→ SOURCE DATA
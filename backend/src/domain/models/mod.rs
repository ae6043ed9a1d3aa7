pub mod expense;
use shared::{ChatMessage, ChatStateResponse, FinancialState};
use wasm_bindgen_futures::spawn_local;
use yew::prelude::*;

use crate::services::{ApiClient, Logger};

/// Shown when the backend cannot be reached at all
pub const NETWORK_FALLBACK_MESSAGE: &str = "מצטער, נתקלתי בבעיה. אנא נסה שוב מאוחר יותר.";

#[derive(Clone, PartialEq)]
pub struct ChatState {
    pub transcript: Vec<ChatMessage>,
    pub financial_state: Option<FinancialState>,
    pub awaiting_reply: bool,
    pub configuration_missing: bool,
    pub loading: bool,
}

impl Default for ChatState {
    fn default() -> Self {
        Self {
            transcript: Vec::new(),
            financial_state: None,
            awaiting_reply: false,
            configuration_missing: false,
            loading: true,
        }
    }
}

impl ChatState {
    fn from_response(response: ChatStateResponse) -> Self {
        Self {
            transcript: response.transcript,
            financial_state: response.financial_state,
            awaiting_reply: response.awaiting_reply,
            configuration_missing: response.configuration_missing,
            loading: false,
        }
    }

    /// The user's message is shown right away, before the server answers
    fn with_pending_message(&self, message: &str) -> Self {
        let mut next = self.clone();
        next.transcript.push(ChatMessage::user(message));
        next.awaiting_reply = true;
        next
    }

    fn with_fallback(&self) -> Self {
        let mut next = self.clone();
        next.transcript.push(ChatMessage::model(NETWORK_FALLBACK_MESSAGE));
        next.awaiting_reply = false;
        next
    }
}

pub struct UseChatResult {
    pub state: ChatState,
    pub actions: UseChatActions,
}

#[derive(Clone, PartialEq)]
pub struct UseChatActions {
    pub send_message: Callback<String>,
}

#[hook]
pub fn use_chat(api_client: &ApiClient) -> UseChatResult {
    let state = use_state(ChatState::default);

    {
        let api_client = api_client.clone();
        let state = state.clone();
        use_effect_with((), move |_| {
            spawn_local(async move {
                match api_client.get_chat_state().await {
                    Ok(response) => state.set(ChatState::from_response(response)),
                    Err(e) => {
                        Logger::error_with_component("use_chat", &format!("Failed to load chat: {}", e));
                        state.set(ChatState {
                            loading: false,
                            ..(*state).clone()
                        });
                    }
                }
            });
            || ()
        });
    }

    let send_message = {
        let api_client = api_client.clone();
        let state = state.clone();

        Callback::from(move |message: String| {
            if message.trim().is_empty() || state.awaiting_reply {
                return;
            }

            let pending = state.with_pending_message(&message);
            state.set(pending.clone());

            let api_client = api_client.clone();
            let state = state.clone();
            spawn_local(async move {
                match api_client.send_message(message).await {
                    Ok(response) => state.set(ChatState::from_response(response)),
                    Err(e) => {
                        Logger::error_with_component("use_chat", &format!("Failed to send message: {}", e));
                        state.set(pending.with_fallback());
                    }
                }
            });
        })
    };

    UseChatResult {
        state: (*state).clone(),
        actions: UseChatActions { send_message },
    }
}

#[cfg(test)]
mod tests {
    use super::*;
    use shared::ChatRole;

    #[test]
    fn test_pending_message_is_appended_optimistically() {
        let state = ChatState {
            transcript: vec![ChatMessage::model("שלום!")],
            loading: false,
            ..Default::default()
        };

        let pending = state.with_pending_message("יש לי 100 במזומן");

        assert_eq!(pending.transcript.len(), 2);
        assert_eq!(pending.transcript[1].role, ChatRole::User);
        assert!(pending.awaiting_reply);
    }

    #[test]
    fn test_fallback_clears_awaiting_flag() {
        let pending = ChatState::default().with_pending_message("היי");

        let failed = pending.with_fallback();

        assert!(!failed.awaiting_reply);
        assert_eq!(failed.transcript.last().unwrap().text, NETWORK_FALLBACK_MESSAGE);
        assert!(failed.financial_state.is_none());
    }
}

→ WORK REQUEST
Which lines of the records above contain the word "ApiClient"? Report each one.

→ ANSWER TO THE EXERCISE
use crate::services::{ApiClient, Logger};
pub fn use_chat(api_client: &ApiClient) -> UseChatResult {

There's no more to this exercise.